As2O3 induces the co-recruitment of PML and SUMO-1 to nuclear bodies. HeLa cells overexpressing an untagged PML protein (A–I) as well as wild-type HeLa cells (J–O) were subjected to double-immunofluorescence staining with a polyclonal anti-PML and a monoclonal anti-SUMO-1 antibody. Labeling was performed on untreated cells (AC and JL), cells treated for 4 h (DF and MO) or cells treated for 24 h (GI) with 1 μM As2O3. The staining pattern was analyzed by confocal laser microscopy. The red signal (PML) is obtained with an anti-rabbit Ig Texas red-conjugated secondary antibody, the green signal (SUMO-1) with an anti-mouse Ig fluorescein-conjugated secondary antibody. Superimposing the two colors (merge) results in a yellow signal, where both proteins co-localize.

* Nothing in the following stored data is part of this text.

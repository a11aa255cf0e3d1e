pub mod camera;
pub mod gpu_context;
pub mod sprite_pipeline;
pub mod texture;
pub mod vertex;

pub use camera::{CameraUniform, ScreenCamera};
pub use gpu_context::GpuContext;
pub use sprite_pipeline::SpritePipeline;
pub use texture::Texture;
pub use vertex::SpriteVertex;
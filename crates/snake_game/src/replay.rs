//! Scripted input sequences for deterministic simulation tests: a JSON
//! list of direction presses, each applied before one simulation step.

use serde::Deserialize;
use snake_core::session::{GameSession, StepOutcome};
use std::fs;
use std::path::Path;

#[derive(Debug, Deserialize, Clone)]
pub struct ReplaySequence {
    pub steps: Vec<ReplayStep>,
}

#[derive(Debug, Deserialize, Clone)]
pub struct ReplayStep {
    pub dir: ReplayDir,
    #[serde(default = "default_repeat")]
    pub repeat: u32,
}

#[derive(Debug, Deserialize, Clone, Copy)]
#[serde(rename_all = "lowercase")]
pub enum ReplayDir {
    Up,
    Down,
    Left,
    Right,
}

impl ReplayDir {
    pub fn velocity(self) -> (i32, i32) {
        match self {
            ReplayDir::Up => (0, -1),
            ReplayDir::Down => (0, 1),
            ReplayDir::Left => (-1, 0),
            ReplayDir::Right => (1, 0),
        }
    }
}

impl ReplaySequence {
    pub fn expanded_directions(&self) -> Vec<(i32, i32)> {
        let mut out = Vec::new();
        for step in &self.steps {
            for _ in 0..step.repeat.max(1) {
                out.push(step.dir.velocity());
            }
        }
        out
    }

    /// Drive a session through the sequence, one press per step.
    pub fn run(&self, session: &mut GameSession) -> Vec<StepOutcome> {
        self.expanded_directions()
            .iter()
            .map(|&(dx, dy)| {
                session.set_direction(dx, dy);
                session.step()
            })
            .collect()
    }
}

pub fn load_replay_from_path(path: &Path) -> Result<ReplaySequence, String> {
    let raw =
        fs::read_to_string(path).map_err(|e| format!("Failed to read {}: {e}", path.display()))?;
    let replay: ReplaySequence = serde_json::from_str(&raw)
        .map_err(|e| format!("Failed to parse replay JSON {}: {e}", path.display()))?;
    validate_replay(&replay)?;
    Ok(replay)
}

fn validate_replay(replay: &ReplaySequence) -> Result<(), String> {
    if replay.steps.is_empty() {
        return Err("Replay validation failed: steps list is empty".to_string());
    }
    Ok(())
}

const fn default_repeat() -> u32 {
    1
}

#[cfg(test)]
mod tests {
    use super::*;
    use crate::board::BOARD_SIZE;
    use snake_core::difficulty::Difficulty;
    use snake_core::grid::Cell;
    use std::time::{SystemTime, UNIX_EPOCH};

    fn temp_file_path(name_hint: &str) -> std::path::PathBuf {
        let nanos = SystemTime::now()
            .duration_since(UNIX_EPOCH)
            .expect("system time before unix epoch")
            .as_nanos();
        std::env::temp_dir().join(format!(
            "snake_replay_test_{}_{}_{}.json",
            name_hint,
            std::process::id(),
            nanos
        ))
    }

    const TOUR_JSON: &str = r#"{
      "steps": [
        { "dir": "up", "repeat": 5 },
        { "dir": "right", "repeat": 8 },
        { "dir": "down", "repeat": 3 },
        { "dir": "right", "repeat": 2 },
        { "dir": "up", "repeat": 4 }
      ]
    }"#;

    #[test]
    fn replay_file_parses_and_expands() {
        let path = temp_file_path("parse");
        fs::write(&path, r#"{ "steps": [ { "dir": "right", "repeat": 3 }, { "dir": "up" } ] }"#)
            .expect("write replay file");

        let replay = load_replay_from_path(&path).expect("replay should load");
        let expanded = replay.expanded_directions();
        assert_eq!(expanded.len(), 4);
        assert_eq!(expanded[0], (1, 0));
        assert_eq!(expanded[3], (0, -1));

        let _ = fs::remove_file(path);
    }

    #[test]
    fn empty_replay_is_rejected() {
        let path = temp_file_path("empty");
        fs::write(&path, r#"{ "steps": [] }"#).expect("write replay file");
        let err = load_replay_from_path(&path).expect_err("empty steps should fail");
        assert!(err.contains("steps list is empty"));
        let _ = fs::remove_file(path);
    }

    #[test]
    fn replay_run_is_deterministic() {
        let replay: ReplaySequence = serde_json::from_str(TOUR_JSON).expect("parse tour");

        let mut run_a = GameSession::new(BOARD_SIZE, Difficulty::Medium);
        let mut run_b = GameSession::new(BOARD_SIZE, Difficulty::Medium);
        let outcomes_a = replay.run(&mut run_a);
        let outcomes_b = replay.run(&mut run_b);

        assert_eq!(outcomes_a, outcomes_b);
        assert_eq!(run_a.snake().segments(), run_b.snake().segments());
        assert_eq!(run_a.score(), run_b.score());
    }

    #[test]
    fn tour_ends_where_the_geometry_says_it_must() {
        let replay: ReplaySequence = serde_json::from_str(TOUR_JSON).expect("parse tour");
        let mut session = GameSession::new(BOARD_SIZE, Difficulty::Medium);
        let outcomes = replay.run(&mut session);

        // The path stays on the board and off the apple cell (15, 10).
        assert!(outcomes
            .iter()
            .all(|outcome| *outcome == StepOutcome::Moved));
        assert_eq!(session.snake().head(), Cell::new(15, 4));
        assert_eq!(session.snake().len(), 3);
        assert_eq!(session.score(), 0);

        // Length invariance also means contiguity held the whole way.
        for pair in session.snake().segments().windows(2) {
            let manhattan = (pair[0].x - pair[1].x).abs() + (pair[0].y - pair[1].y).abs();
            assert_eq!(manhattan, 1);
        }
    }
}
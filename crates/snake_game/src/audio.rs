//! Sound effects via rodio. Audio is strictly best-effort: a missing
//! output device or a missing wav file disables playback (logged once)
//! and the game runs silent.

use rodio::{Decoder, OutputStream, OutputStreamHandle, Sink};
use std::io::Cursor;

const EAT_SOUND_PATH: &str = "assets/audio/eat.wav";

pub struct AudioManager {
    // The stream must outlive every sink playing into it.
    _stream: Option<OutputStream>,
    handle: Option<OutputStreamHandle>,
    eat_wav: Option<Vec<u8>>,
}

impl AudioManager {
    pub fn new() -> Self {
        let (stream, handle) = match OutputStream::try_default() {
            Ok((stream, handle)) => (Some(stream), Some(handle)),
            Err(err) => {
                log::warn!("No audio output available, running silent: {err}");
                (None, None)
            }
        };

        let eat_wav = match std::fs::read(EAT_SOUND_PATH) {
            Ok(bytes) => Some(bytes),
            Err(err) => {
                log::warn!("Failed to load '{EAT_SOUND_PATH}', eat sound disabled: {err}");
                None
            }
        };

        Self {
            _stream: stream,
            handle,
            eat_wav,
        }
    }

    /// Fire-and-forget playback; a detached sink per eat so overlapping
    /// apples at high speed do not cut each other off.
    pub fn play_eat(&self) {
        let (Some(handle), Some(bytes)) = (&self.handle, &self.eat_wav) else {
            return;
        };
        let Ok(sink) = Sink::try_new(handle) else {
            return;
        };
        let Ok(source) = Decoder::new(Cursor::new(bytes.clone())) else {
            return;
        };
        sink.append(source);
        sink.detach();
    }
}

impl Default for AudioManager {
    fn default() -> Self {
        Self::new()
    }
}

Confocal images of endogenous PML and SUMO-1 localizations in wild-type HeLa cells are shown in Figure 5J–O. PML immunofluorescence exhibits the typical nuclear speckled pattern and a relatively weak nuclear diffuse signal (Figure 5J). SUMO-1 staining reveals an intense nuclear diffuse signal in all cells. In addition, in ∼30% of the cells, a variable number of brighter dots is detected (Figure 5K), with most (but not all) of these dots corresponding to PML nuclear bodies (Figure 5L). Similarly to what was observed in the PML-overexpressing HeLa cells, As2O3 treatment for 4 h leads to the complete recruitment of the nuclear diffuse PML form to the nuclear bodies which consequently become larger (Figure 5M). In parallel, the nuclear diffuse SUMO-1 signal becomes slightly weaker and an obvious punctate pattern becomes apparent in almost every cell (Figure 5N). A clear co-localization between PML and SUMO-1 in the nuclear bodies is observed (Figure 5O), indicating that an important fraction of SUMO-1 concentrates in these structures following As2O3 treatment. After incubating wild-type HeLa cells for 48 h with As2O3, the PML staining in nuclear bodies decreased and the SUMO-1 signal became diffuse (data not shown). At this time, a large number of cells showed chromatin condensation and the formation of micronuclei, typical phenomena associated with apoptosis. As we also observed weaker staining for other nuclear body antigens such as Sp100, we suggest that the disappearance of the PML signal is more likely to be a consequence of As2O3-induced cell apoptosis rather than a specific consequence of SUMO-1 conjugation.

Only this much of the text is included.